Hacker News new | ask | show | jobs
by ambair 2530 days ago
Not the GP but I've been in a similar position:

- Be good (and fast) at Googling things.

- Know your foundations, deeply. Don't memorize design patterns and algorithms: instead, learn how to arrive at them organically and how to analyse and understand them.

- Avoid overengineering like the plague and stop seeking perfection. I've seen lots of teams of "1x" engineers fail because they're too worried about peer approval, so they end up trying too hard to arrive at the "perfect" solution. And then business changes its mind and they have to rearchitect everything.

- Accept that business people will change their minds and design your software around it. The world doesn't revolve around your precious codebase. If the higher ups want to change something, you have to do it. Your codebase should have been malleable enough for a 180 degree pivot.

- Stop chasing unicorns. Yeah, maybe Vim will give you that extra 10% edge you need, but if you're comfortable with Atom, why change?

- Keep it simple, don't be clever. Only use the subset of the programming language that is free of "gotchas". What's the output of `[].push(1)` in ES6? Who gives a shit? Keep that stuff out of your code.
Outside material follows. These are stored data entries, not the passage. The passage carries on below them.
//! Preview collection commands

use serde::Deserialize;
use serde_json::json;
use std::path::PathBuf;

use crate::commands::response::{respond, CommandResponse};
use crate::commands::AppContext;
use crate::error::{StudioError, StudioResult};
use crate::store::{PreviewSet, PreviewSetPatch};

#[derive(Debug, Clone, Deserialize)]
#[serde(rename_all = "camelCase", deny_unknown_fields)]
pub struct AddPreviewArgs {
    pub screenshot_path: PathBuf,
    pub title: String,
    #[serde(default)]
    pub subtitle: String,
    pub device_id: Option<String>,
    pub palette_id: Option<String>,
}

#[derive(Debug, Clone, Deserialize)]
#[serde(rename_all = "camelCase", deny_unknown_fields)]
pub struct UpdatePreviewArgs {
    pub id: String,
    pub screenshot_path: Option<PathBuf>,
    pub title: Option<String>,
    pub subtitle: Option<String>,
    pub device_id: Option<String>,
    pub palette_id: Option<String>,
}

impl UpdatePreviewArgs {
    fn into_patch(self) -> (String, PreviewSetPatch) {
        (
            self.id,
            PreviewSetPatch {
                screenshot_path: self.screenshot_path,
                title: self.title,
                subtitle: self.subtitle,
                device_id: self.device_id,
                palette_id: self.palette_id,
            },
        )
    }
}

#[derive(Debug, Clone, Deserialize)]
#[serde(rename_all = "camelCase", deny_unknown_fields)]
pub struct RemovePreviewArgs {
    pub id: String,
}

#[derive(Debug, Clone, Default, Deserialize)]
#[serde(rename_all = "camelCase", deny_unknown_fields)]
pub struct ClearPreviewsArgs {
    #[serde(default)]
    pub confirm: bool,
}

/// All persisted previews, in capture order.
pub async fn list_previews(ctx: &AppContext) -> CommandResponse {
    let result: StudioResult<_> = async {
        let store = ctx.orchestrator.store().load().await?;
        let count = store.previews.len();
        Ok(json!({ "previews": store.previews, "count": count }))
    }
    .await;
    respond(result)
}

/// Register an existing screenshot as a new preview set. The file must
/// already exist; device and palette default from settings at creation
/// time only.
pub async fn add_preview(ctx: &AppContext, args: AddPreviewArgs) -> CommandResponse {
    let result: StudioResult<_> = async {
        if !tokio::fs::try_exists(&args.screenshot_path).await.unwrap_or(false) {
            return Err(StudioError::FileNotFound(args.screenshot_path));
        }

        let settings = ctx.orchestrator.store().settings().await?;
        let preview = ctx
            .orchestrator
            .store()
            .append(PreviewSet::new(
                args.screenshot_path,
                args.title,
                args.subtitle,
                Some(args.device_id.unwrap_or(settings.default_device_id)),
                Some(args.palette_id.unwrap_or(settings.default_palette_id)),
            ))
            .await?;
        Ok(json!({ "preview": preview }))
    }
    .await;
    respond(result)
}

/// Update supplied fields of one preview set in place.
pub async fn update_preview(ctx: &AppContext, args: UpdatePreviewArgs) -> CommandResponse {
    let result: StudioResult<_> = async {
        let (id, patch) = args.into_patch();
        if let Some(path) = &patch.screenshot_path {
            if !tokio::fs::try_exists(path).await.unwrap_or(false) {
                return Err(StudioError::FileNotFound(path.clone()));
            }
        }
        let preview = ctx.orchestrator.store().update(&id, patch).await?;
        Ok(json!({ "preview": preview }))
    }
    .await;
    respond(result)
}

/// Remove one preview set by id.
pub async fn remove_preview(ctx: &AppContext, args: RemovePreviewArgs) -> CommandResponse {
    let result: StudioResult<_> = async {
        ctx.orchestrator.store().remove(&args.id).await?;
        Ok(json!({ "removed": args.id }))
    }
    .await;
    respond(result)
}

/// Remove every preview set. Destructive, so it requires `confirm`.
pub async fn clear_previews(ctx: &AppContext, args: ClearPreviewsArgs) -> CommandResponse {
    let result: StudioResult<_> = async {
        if !args.confirm {
            return Err(StudioError::ConfirmationRequired("clear_previews"));
        }
        let removed = ctx.orchestrator.store().clear().await?;
        Ok(json!({ "removed": removed }))
    }
    .await;
    respond(result)
}

#[cfg(test)]
mod tests {
    use super::*;
    use crate::orchestrator::testing::Rig;

    fn ctx() -> (AppContext, Rig) {
        // The Rig owns the tempdir; keep it alive alongside the context.
        let rig = Rig::with_targets(vec![]);
        let paths = rig.orchestrator.paths().clone();
        let ctx = AppContext::new(crate::orchestrator::Orchestrator::new(
            paths,
            rig.lister.clone(),
            rig.capturer.clone(),
            rig.launcher.clone(),
        ));
        (ctx, rig)
    }

    #[tokio::test]
    async fn test_add_preview_with_missing_file_does_not_mutate_store() {
        let (ctx, _rig) = ctx();

        let response = add_preview(
            &ctx,
            AddPreviewArgs {
                screenshot_path: PathBuf::from("/nonexistent/shot.png"),
                title: "A".into(),
                subtitle: "B".into(),
                device_id: None,
                palette_id: None,
            },
        )
        .await;

        assert!(!response.success);
        assert!(response.error.unwrap().contains("File not found"));

        let store = ctx.orchestrator.store().load().await.unwrap();
        assert!(store.previews.is_empty());
    }

    #[tokio::test]
    async fn test_add_preview_defaults_device_and_palette_from_settings() {
        let (ctx, _rig) = ctx();
        let dir = tempfile::TempDir::new().unwrap();
        let shot = dir.path().join("shot.png");
        std::fs::write(&shot, b"png").unwrap();

        let response = add_preview(
            &ctx,
            AddPreviewArgs {
                screenshot_path: shot,
                title: "A".into(),
                subtitle: String::new(),
                device_id: None,
                palette_id: None,
            },
        )
        .await;

        assert!(response.success);
        assert_eq!(response.data["preview"]["deviceId"], "phone-6-9");
        assert_eq!(response.data["preview"]["paletteId"], "midnight");
    }

    #[tokio::test]
    async fn test_clear_without_confirm_is_a_failure_not_a_noop() {
        let (ctx, _rig) = ctx();

        let response = clear_previews(&ctx, ClearPreviewsArgs::default()).await;
        assert!(!response.success);
        assert!(response.hint.unwrap().contains("confirm"));
    }

    #[tokio::test]
    async fn test_remove_unknown_preview_reports_not_found() {
        let (ctx, _rig) = ctx();

        let response = remove_preview(&ctx, RemovePreviewArgs { id: "nope".into() }).await;
        assert!(!response.success);
        assert!(response.error.unwrap().contains("Preview not found"));
    }
}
- Learn to evaluate if using an external dependency is actually faster than writing something from scratch or just copying some code. Sometimes it isn't, and people miss out on having simpler code, simpler interfaces AND learning new stuff because of that. Of course, you're not going to do that with a crypto

- Avoid things that might slow you down. The CI taking 30 minutes to run or the compilation taking 10 minutes are a sign that you're doing something very wrong and too complicated.

--

As for practical recommendations:

- A single integration test is better than multiple disconnected unit tests that have the same coverage. It allows you to change your code without changing the tests.
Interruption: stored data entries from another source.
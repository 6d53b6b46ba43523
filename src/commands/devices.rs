//! Target discovery commands

use serde_json::json;

use crate::commands::response::{respond, CommandResponse};
use crate::commands::AppContext;
use crate::error::StudioResult;

/// List currently booted capture targets. An empty list is a success
/// ("nothing booted"); a discovery failure is a structured error.
pub async fn list_targets(ctx: &AppContext) -> CommandResponse {
    let result: StudioResult<_> = async {
        let targets = ctx.orchestrator.list_targets().await?;
        let count = targets.len();
        Ok(json!({ "targets": targets, "count": count }))
    }
    .await;
    respond(result)
}

#[cfg(test)]
mod tests {
    use super::*;
    use crate::orchestrator::testing::{target, Rig};
    use crate::orchestrator::Orchestrator;

    fn ctx_with(rig: &Rig) -> AppContext {
        AppContext::new(Orchestrator::new(
            rig.orchestrator.paths().clone(),
            rig.lister.clone(),
            rig.capturer.clone(),
            rig.launcher.clone(),
        ))
    }

    #[tokio::test]
    async fn test_empty_list_is_success_but_failure_is_not() {
        let rig = Rig::with_targets(vec![]);
        let ctx = ctx_with(&rig);

        let response = list_targets(&ctx).await;
        assert!(response.success);
        assert_eq!(response.data["count"], 0);

        *rig.lister.fail.lock() = true;
        let response = list_targets(&ctx).await;
        assert!(!response.success);
        assert!(response.error.unwrap().contains("discovery unavailable"));
    }

    #[tokio::test]
    async fn test_targets_carry_priority_for_default_selection() {
        let rig = Rig::with_targets(vec![target("iPhone 15 Pro Max", "h1")]);
        let ctx = ctx_with(&rig);

        let response = list_targets(&ctx).await;
        assert!(response.success);
        assert_eq!(response.data["targets"][0]["priority"], 4);
        assert_eq!(response.data["targets"][0]["handle"], "h1");
    }
}
//! Durable preview-set store
//!
//! The store file is the single source of truth: every mutation is a
//! load-mutate-save cycle, safe under this tool's single-writer model.

pub mod persistence;
pub mod schema;

pub use persistence::PreviewStoreFile;
pub use schema::{PreviewSet, PreviewSetPatch, PreviewStore, SettingsPatch, StoreSettings};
- Avoid transitive dependencies in your classes/functions by using simple Dependency Injection. Just pass those dependencies as a parameter or whatever. This will help you have units of code that are more testable, more flexible and don't require maintenance. Also you don't need those mock-in

- Make code simpler to read and to debug. Avoid reflection, metaprogramming and stuff like that. Don't do things that require magic.